Puisque nous avons parlé de bals et des officiers qui en font l’ornement, disons un mot des fêtes, des plaisirs, des amusemens en général dans la grande patrie germanique. Ils sont variés à l’infini, mais se ressemblent presque tous sur un point : la séparation sévère des deux sexes. Seule une très-grande dame, élevée par le rang et par l’âge au-dessus de toute critique, peut se permettre d’inviter des hommes à la Kaffee-Gesellschaft, qui est la récréation ordinaire des femmes. En général, ces sortes de réunions, où se consomment plus de pâtisseries variées que dans toutes les autres, participent des mystères d’Eleusis par la stricte exclusion de tout mari, frère ou fils des initiées.

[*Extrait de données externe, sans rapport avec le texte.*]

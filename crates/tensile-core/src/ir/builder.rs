//! Construction helpers for programs and function bodies.
//!
//! The importer (and the test suite) builds IR through these rather than
//! poking arenas directly, so every value gets a definition record and
//! every block keeps its terminator last.
//!
//! # Example
//!
//! ```
//! use tensile_core::ir::{FuncBuilder, OpKind, Visibility};
//! use tensile_core::{SourceLoc, Type};
//!
//! let mut fb = FuncBuilder::new("double", Visibility::Public, SourceLoc::unknown());
//! let x = fb.param(Type::vtensor_unknown());
//! fb.results(vec![Type::vtensor_unknown()]);
//! let two = fb.op1(
//!     OpKind::Add,
//!     vec![x, x],
//!     Type::vtensor_unknown(),
//!     SourceLoc::unknown(),
//! );
//! fb.ret(vec![two], SourceLoc::unknown());
//! let function = fb.finish();
//! assert_eq!(function.params().len(), 1);
//! ```

use crate::constant::ConstValue;
use crate::hierarchy::{ClassDecl, MethodDecl, ObjectGraph, SlotDecl};
use crate::ids::{BlockId, ClassId, FuncId, ValueId};
use crate::ir::op::OpKind;
use crate::ir::program::{Function, Program, Visibility};
use crate::loc::SourceLoc;
use crate::types::{TensorMeta, Type};

/// Builds one function, tracking the current insertion block.
pub struct FuncBuilder {
    func: Function,
    current: BlockId,
}

impl FuncBuilder {
    pub fn new(name: impl Into<String>, visibility: Visibility, loc: SourceLoc) -> FuncBuilder {
        FuncBuilder { func: Function::new(name, visibility, loc), current: BlockId::ENTRY }
    }

    /// Add a function parameter (an entry-block parameter).
    pub fn param(&mut self, ty: Type) -> ValueId {
        self.func.add_block_param(BlockId::ENTRY, ty)
    }

    /// Declare the result types. Also records them as the external
    /// commitment the public-return stage restores.
    pub fn results(&mut self, types: Vec<Type>) {
        self.func.results = types.clone();
        self.func.declared_results = types;
    }

    /// Create a new block and return its id without switching to it.
    pub fn add_block(&mut self) -> BlockId {
        self.func.add_block()
    }

    /// Add a parameter to a non-entry block.
    pub fn block_param(&mut self, block: BlockId, ty: Type) -> ValueId {
        self.func.add_block_param(block, ty)
    }

    /// Switch the insertion point.
    pub fn switch_to(&mut self, block: BlockId) {
        self.current = block;
    }

    /// Emit an op at the current insertion point.
    pub fn op(
        &mut self,
        kind: OpKind,
        operands: Vec<ValueId>,
        result_types: Vec<Type>,
        loc: SourceLoc,
    ) -> Vec<ValueId> {
        let op = self.func.append_op(self.current, kind, operands, result_types, loc);
        self.func.op(op).results.clone()
    }

    /// Emit a single-result op.
    pub fn op1(
        &mut self,
        kind: OpKind,
        operands: Vec<ValueId>,
        result_type: Type,
        loc: SourceLoc,
    ) -> ValueId {
        self.op(kind, operands, vec![result_type], loc)[0]
    }

    /// Emit a constant; the result type follows the value.
    pub fn constant(&mut self, value: ConstValue, loc: SourceLoc) -> ValueId {
        let ty = value.ty();
        self.op1(OpKind::Const(value), vec![], ty, loc)
    }

    pub fn ret(&mut self, operands: Vec<ValueId>, loc: SourceLoc) {
        self.op(OpKind::Return, operands, vec![], loc);
    }

    pub fn br(&mut self, target: BlockId, args: Vec<ValueId>, loc: SourceLoc) {
        self.op(OpKind::Br { target }, args, vec![], loc);
    }

    pub fn cond_br(
        &mut self,
        cond: ValueId,
        on_true: BlockId,
        true_args: Vec<ValueId>,
        on_false: BlockId,
        false_args: Vec<ValueId>,
        loc: SourceLoc,
    ) {
        let true_count = true_args.len() as u32;
        let mut operands = vec![cond];
        operands.extend(true_args);
        operands.extend(false_args);
        self.op(
            OpKind::CondBr { on_true, on_false, true_args: true_count },
            operands,
            vec![],
            loc,
        );
    }

    pub fn finish(self) -> Function {
        self.func
    }
}

/// Builds a whole program: functions plus the optional object hierarchy.
#[derive(Default)]
pub struct ProgramBuilder {
    program: Program,
    classes: Vec<ClassDecl>,
    root: Option<ClassId>,
}

impl ProgramBuilder {
    pub fn new() -> ProgramBuilder {
        ProgramBuilder::default()
    }

    pub fn add_function(&mut self, function: Function) -> FuncId {
        self.program.add_function(function)
    }

    pub fn declare_class(&mut self, name: impl Into<String>, loc: SourceLoc) -> ClassId {
        let id = ClassId::new(self.classes.len() as u32);
        self.classes.push(ClassDecl::new(name, loc));
        id
    }

    pub fn add_data_slot(
        &mut self,
        class: ClassId,
        name: impl Into<String>,
        ty: Type,
        initializer: ConstValue,
        mutable: bool,
        loc: SourceLoc,
    ) {
        self.classes[class.index()].slots.push(SlotDecl {
            name: name.into(),
            ty,
            initializer: Some(initializer),
            mutable,
            loc,
        });
    }

    pub fn add_submodule_slot(
        &mut self,
        class: ClassId,
        name: impl Into<String>,
        child_class: impl Into<String>,
        loc: SourceLoc,
    ) {
        self.classes[class.index()].slots.push(SlotDecl {
            name: name.into(),
            ty: Type::Class(child_class.into()),
            initializer: None,
            mutable: false,
            loc,
        });
    }

    pub fn add_method(
        &mut self,
        class: ClassId,
        name: impl Into<String>,
        func: FuncId,
        exported: bool,
        arg_refinements: Vec<Option<TensorMeta>>,
        loc: SourceLoc,
    ) {
        self.classes[class.index()].methods.push(MethodDecl {
            name: name.into(),
            func,
            exported,
            arg_refinements,
            loc,
        });
    }

    /// Mark the root of the instantiation tree.
    pub fn set_root(&mut self, class: ClassId) {
        self.root = Some(class);
    }

    /// Assemble the program. A hierarchy is attached when classes were
    /// declared; the root defaults to the first class.
    pub fn finish(mut self) -> Program {
        if !self.classes.is_empty() {
            let root = self.root.unwrap_or(ClassId::new(0));
            self.program.hierarchy = Some(ObjectGraph { classes: self.classes, root });
        }
        self.program
    }
}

Outre les cafés privés, il y a les cafés publics dans des jardins ouverts à tout venant. Autour d’une pelouse sont groupées des tables rondes, des bancs, des chaises ; un jeu de quilles, une-brasserie, un orchestre, forment les indispensables ornemens de ces lieux de félicité quasi-champêtres. La musique est souvent excellente. Dans l’intervalle des morceaux, vous entendez tomber les quilles, et le cri bruyant de : Kellner ! sans cesse répété se mêle au choc des couteaux sur les verres et des cuillers sur les tasses : des rafraîchissemens variés sont offerts aux familles qui affluent par troupeaux pendant toute l’après-midi. Les jeunes filles rassemblées comme un vol de colombes chuchotent entre elles, tandis que les mamans travaillent au crochet. Herr Papa savoure son Bock ; les Adonis de la garnison se promènent de long en large, sûrs de l’admiration des vierges timides qui baissent les yeux aussitôt qu’un jeune homme ose les aborder, quitte à reprendre, aussitôt que celui-ci a le dos tourné, une conversation assaisonnée de petites mines et d’œillades qui contrastent singulièrement avec leur attitude précédente.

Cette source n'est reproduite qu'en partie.